EXERCISE AIM: Provide an exact transcription of all the records.

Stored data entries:
===
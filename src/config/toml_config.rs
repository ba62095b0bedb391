use crate::config::{
    validate_settings, DEFAULT_API_ENDPOINT, DEFAULT_CURRENCY, DEFAULT_MAX_TOKENS, DEFAULT_MODEL,
    DEFAULT_OCR_TIMEOUT_SECS, DEFAULT_OUTPUT_PATH, DEFAULT_REQUEST_TIMEOUT_SECS,
};
use crate::domain::ports::ConfigProvider;
use crate::llm::agent::DEFAULT_MAX_TURNS;
use crate::utils::error::{ExtractorError, Result};
use crate::utils::validation::Validate;
use regex::Regex;
use serde::{Deserialize, Serialize};
use std::path::Path;
use std::sync::OnceLock;

#[derive(Debug, Clone, Default, Serialize, Deserialize)]
pub struct TomlConfig {
    #[serde(default)]
    pub llm: LlmConfig,
    #[serde(default)]
    pub ocr: OcrConfig,
    #[serde(default)]
    pub output: OutputConfig,
    pub monitoring: Option<MonitoringConfig>,
}

#[derive(Debug, Clone, Default, Serialize, Deserialize)]
pub struct LlmConfig {
    pub endpoint: Option<String>,
    #[serde(skip_serializing)]
    pub api_key: Option<String>,
    pub model: Option<String>,
    pub max_turns: Option<usize>,
    pub temperature: Option<f32>,
    pub max_tokens: Option<u32>,
    pub timeout_seconds: Option<u64>,
}

#[derive(Debug, Clone, Serialize, Deserialize)]
pub struct OcrConfig {
    #[serde(default)]
    pub tesseract_command: Vec<String>,
    #[serde(default)]
    pub paddle_command: Vec<String>,
    #[serde(default = "default_ocr_timeout")]
    pub timeout_seconds: u64,
    #[serde(default = "default_true")]
    pub verify: bool,
}

#[derive(Debug, Clone, Serialize, Deserialize)]
pub struct OutputConfig {
    #[serde(default = "default_output_path")]
    pub path: String,
    #[serde(default = "default_formats")]
    pub formats: Vec<String>,
    #[serde(default)]
    pub bundle: bool,
    #[serde(default = "default_currency")]
    pub default_currency: String,
}

#[derive(Debug, Clone, Serialize, Deserialize)]
pub struct MonitoringConfig {
    pub enabled: bool,
}

fn default_ocr_timeout() -> u64 {
    DEFAULT_OCR_TIMEOUT_SECS
}

fn default_true() -> bool {
    true
}

fn default_output_path() -> String {
    DEFAULT_OUTPUT_PATH.to_string()
}

fn default_formats() -> Vec<String> {
    vec!["json".to_string(), "csv".to_string()]
}

fn default_currency() -> String {
    DEFAULT_CURRENCY.to_string()
}

impl Default for OcrConfig {
    fn default() -> Self {
        Self {
            tesseract_command: Vec::new(),
            paddle_command: Vec::new(),
            timeout_seconds: default_ocr_timeout(),
            verify: true,
        }
    }
}

impl Default for OutputConfig {
    fn default() -> Self {
        Self {
            path: default_output_path(),
            formats: default_formats(),
            bundle: false,
            default_currency: default_currency(),
        }
    }
}

fn env_var_pattern() -> &'static Regex {
    static PATTERN: OnceLock<Regex> = OnceLock::new();
    PATTERN.get_or_init(|| Regex::new(r"\$\{([^}]+)\}").expect("valid env var regex"))
}

impl TomlConfig {
    /// 從 TOML 檔案載入配置
    pub fn from_file<P: AsRef<Path>>(path: P) -> Result<Self> {
        let content = std::fs::read_to_string(&path).map_err(ExtractorError::IoError)?;
        Self::from_toml_str(&content)
    }

    /// 從 TOML 字串解析配置
    pub fn from_toml_str(content: &str) -> Result<Self> {
        let processed_content = Self::substitute_env_vars(content);

        toml::from_str(&processed_content).map_err(|e| ExtractorError::ConfigValidationError {
            field: "toml_parsing".to_string(),
            message: format!("TOML parsing error: {}", e),
        })
    }

    /// 替換環境變數 (例如 ${OPENAI_API_KEY})，找不到的保留原樣
    fn substitute_env_vars(content: &str) -> String {
        env_var_pattern()
            .replace_all(content, |caps: &regex::Captures| {
                let var_name = &caps[1];
                std::env::var(var_name).unwrap_or_else(|_| format!("${{{}}}", var_name))
            })
            .into_owned()
    }

    pub fn validate_config(&self) -> Result<()> {
        validate_settings(self)
    }

    pub fn monitoring_enabled(&self) -> bool {
        self.monitoring.as_ref().map(|m| m.enabled).unwrap_or(false)
    }
}

impl ConfigProvider for TomlConfig {
    fn api_endpoint(&self) -> &str {
        self.llm.endpoint.as_deref().unwrap_or(DEFAULT_API_ENDPOINT)
    }

    fn api_key(&self) -> Option<&str> {
        // 未替換的 ${VAR} 視為沒有設定
        self.llm
            .api_key
            .as_deref()
            .filter(|key| !key.trim().is_empty() && !env_var_pattern().is_match(key))
    }

    fn model(&self) -> &str {
        self.llm.model.as_deref().unwrap_or(DEFAULT_MODEL)
    }

    fn max_turns(&self) -> usize {
        self.llm.max_turns.unwrap_or(DEFAULT_MAX_TURNS)
    }

    fn temperature(&self) -> f32 {
        self.llm.temperature.unwrap_or(0.0)
    }

    fn max_tokens(&self) -> u32 {
        self.llm.max_tokens.unwrap_or(DEFAULT_MAX_TOKENS)
    }

    fn request_timeout_secs(&self) -> u64 {
        self.llm.timeout_seconds.unwrap_or(DEFAULT_REQUEST_TIMEOUT_SECS)
    }

    fn tesseract_command(&self) -> &[String] {
        &self.ocr.tesseract_command
    }

    fn paddle_command(&self) -> &[String] {
        &self.ocr.paddle_command
    }

    fn ocr_timeout_secs(&self) -> u64 {
        self.ocr.timeout_seconds
    }

    fn verify_ocr(&self) -> bool {
        self.ocr.verify
    }

    fn output_path(&self) -> &str {
        &self.output.path
    }

    fn output_formats(&self) -> &[String] {
        &self.output.formats
    }

    fn bundle_output(&self) -> bool {
        self.output.bundle
    }

    fn default_currency(&self) -> &str {
        &self.output.default_currency
    }
}

impl Validate for TomlConfig {
    fn validate(&self) -> Result<()> {
        self.validate_config()
    }
}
===
WRITTEN ANSWER:
filename src/config/toml_config.rs
repository ba62095b0bedb391
use crate::config::{
    validate_settings, DEFAULT_API_ENDPOINT, DEFAULT_CURRENCY, DEFAULT_MAX_TOKENS, DEFAULT_MODEL,
    DEFAULT_OCR_TIMEOUT_SECS, DEFAULT_OUTPUT_PATH, DEFAULT_REQUEST_TIMEOUT_SECS,
};
use crate::domain::ports::ConfigProvider;
use crate::llm::agent::DEFAULT_MAX_TURNS;
use crate::utils::error::{ExtractorError, Result};
use crate::utils::validation::Validate;
use regex::Regex;
use serde::{Deserialize, Serialize};
use std::path::Path;
use std::sync::OnceLock;

#[derive(Debug, Clone, Default, Serialize, Deserialize)]
pub struct TomlConfig {
    #[serde(default)]
    pub llm: LlmConfig,
    #[serde(default)]
    pub ocr: OcrConfig,
    #[serde(default)]
    pub output: OutputConfig,
    pub monitoring: Option<MonitoringConfig>,
}

#[derive(Debug, Clone, Default, Serialize, Deserialize)]
pub struct LlmConfig {
    pub endpoint: Option<String>,
    #[serde(skip_serializing)]
    pub api_key: Option<String>,
    pub model: Option<String>,
    pub max_turns: Option<usize>,
    pub temperature: Option<f32>,
    pub max_tokens: Option<u32>,
    pub timeout_seconds: Option<u64>,
}

#[derive(Debug, Clone, Serialize, Deserialize)]
pub struct OcrConfig {
    #[serde(default)]
    pub tesseract_command: Vec<String>,
    #[serde(default)]
    pub paddle_command: Vec<String>,
    #[serde(default = "default_ocr_timeout")]
    pub timeout_seconds: u64,
    #[serde(default = "default_true")]
    pub verify: bool,
}

#[derive(Debug, Clone, Serialize, Deserialize)]
pub struct OutputConfig {
    #[serde(default = "default_output_path")]
    pub path: String,
    #[serde(default = "default_formats")]
    pub formats: Vec<String>,
    #[serde(default)]
    pub bundle: bool,
    #[serde(default = "default_currency")]
    pub default_currency: String,
}

#[derive(Debug, Clone, Serialize, Deserialize)]
pub struct MonitoringConfig {
    pub enabled: bool,
}

fn default_ocr_timeout() -> u64 {
    DEFAULT_OCR_TIMEOUT_SECS
}

fn default_true() -> bool {
    true
}

fn default_output_path() -> String {
    DEFAULT_OUTPUT_PATH.to_string()
}

fn default_formats() -> Vec<String> {
    vec!["json".to_string(), "csv".to_string()]
}

fn default_currency() -> String {
    DEFAULT_CURRENCY.to_string()
}

impl Default for OcrConfig {
    fn default() -> Self {
        Self {
            tesseract_command: Vec::new(),
            paddle_command: Vec::new(),
            timeout_seconds: default_ocr_timeout(),
            verify: true,
        }
    }
}

impl Default for OutputConfig {
    fn default() -> Self {
        Self {
            path: default_output_path(),
            formats: default_formats(),
            bundle: false,
            default_currency: default_currency(),
        }
    }
}

fn env_var_pattern() -> &'static Regex {
    static PATTERN: OnceLock<Regex> = OnceLock::new();
    PATTERN.get_or_init(|| Regex::new(r"\$\{([^}]+)\}").expect("valid env var regex"))
}

impl TomlConfig {
    /// 從 TOML 檔案載入配置
    pub fn from_file<P: AsRef<Path>>(path: P) -> Result<Self> {
        let content = std::fs::read_to_string(&path).map_err(ExtractorError::IoError)?;
        Self::from_toml_str(&content)
    }

    /// 從 TOML 字串解析配置
    pub fn from_toml_str(content: &str) -> Result<Self> {
        let processed_content = Self::substitute_env_vars(content);

        toml::from_str(&processed_content).map_err(|e| ExtractorError::ConfigValidationError {
            field: "toml_parsing".to_string(),
            message: format!("TOML parsing error: {}", e),
        })
    }

    /// 替換環境變數 (例如 ${OPENAI_API_KEY})，找不到的保留原樣
    fn substitute_env_vars(content: &str) -> String {
        env_var_pattern()
            .replace_all(content, |caps: &regex::Captures| {
                let var_name = &caps[1];
                std::env::var(var_name).unwrap_or_else(|_| format!("${{{}}}", var_name))
            })
            .into_owned()
    }

    pub fn validate_config(&self) -> Result<()> {
        validate_settings(self)
    }

    pub fn monitoring_enabled(&self) -> bool {
        self.monitoring.as_ref().map(|m| m.enabled).unwrap_or(false)
    }
}

impl ConfigProvider for TomlConfig {
    fn api_endpoint(&self) -> &str {
        self.llm.endpoint.as_deref().unwrap_or(DEFAULT_API_ENDPOINT)
    }

    fn api_key(&self) -> Option<&str> {
        // 未替換的 ${VAR} 視為沒有設定
        self.llm
            .api_key
            .as_deref()
            .filter(|key| !key.trim().is_empty() && !env_var_pattern().is_match(key))
    }

    fn model(&self) -> &str {
        self.llm.model.as_deref().unwrap_or(DEFAULT_MODEL)
    }

    fn max_turns(&self) -> usize {
        self.llm.max_turns.unwrap_or(DEFAULT_MAX_TURNS)
    }

    fn temperature(&self) -> f32 {
        self.llm.temperature.unwrap_or(0.0)
    }

    fn max_tokens(&self) -> u32 {
        self.llm.max_tokens.unwrap_or(DEFAULT_MAX_TOKENS)
    }

    fn request_timeout_secs(&self) -> u64 {
        self.llm.timeout_seconds.unwrap_or(DEFAULT_REQUEST_TIMEOUT_SECS)
    }

    fn tesseract_command(&self) -> &[String] {
        &self.ocr.tesseract_command
    }

    fn paddle_command(&self) -> &[String] {
        &self.ocr.paddle_command
    }

    fn ocr_timeout_secs(&self) -> u64 {
        self.ocr.timeout_seconds
    }

    fn verify_ocr(&self) -> bool {
        self.ocr.verify
    }

    fn output_path(&self) -> &str {
        &self.output.path
    }

    fn output_formats(&self) -> &[String] {
        &self.output.formats
    }

    fn bundle_output(&self) -> bool {
        self.output.bundle
    }

    fn default_currency(&self) -> &str {
        &self.output.default_currency
    }
}

impl Validate for TomlConfig {
    fn validate(&self) -> Result<()> {
        self.validate_config()
    }
}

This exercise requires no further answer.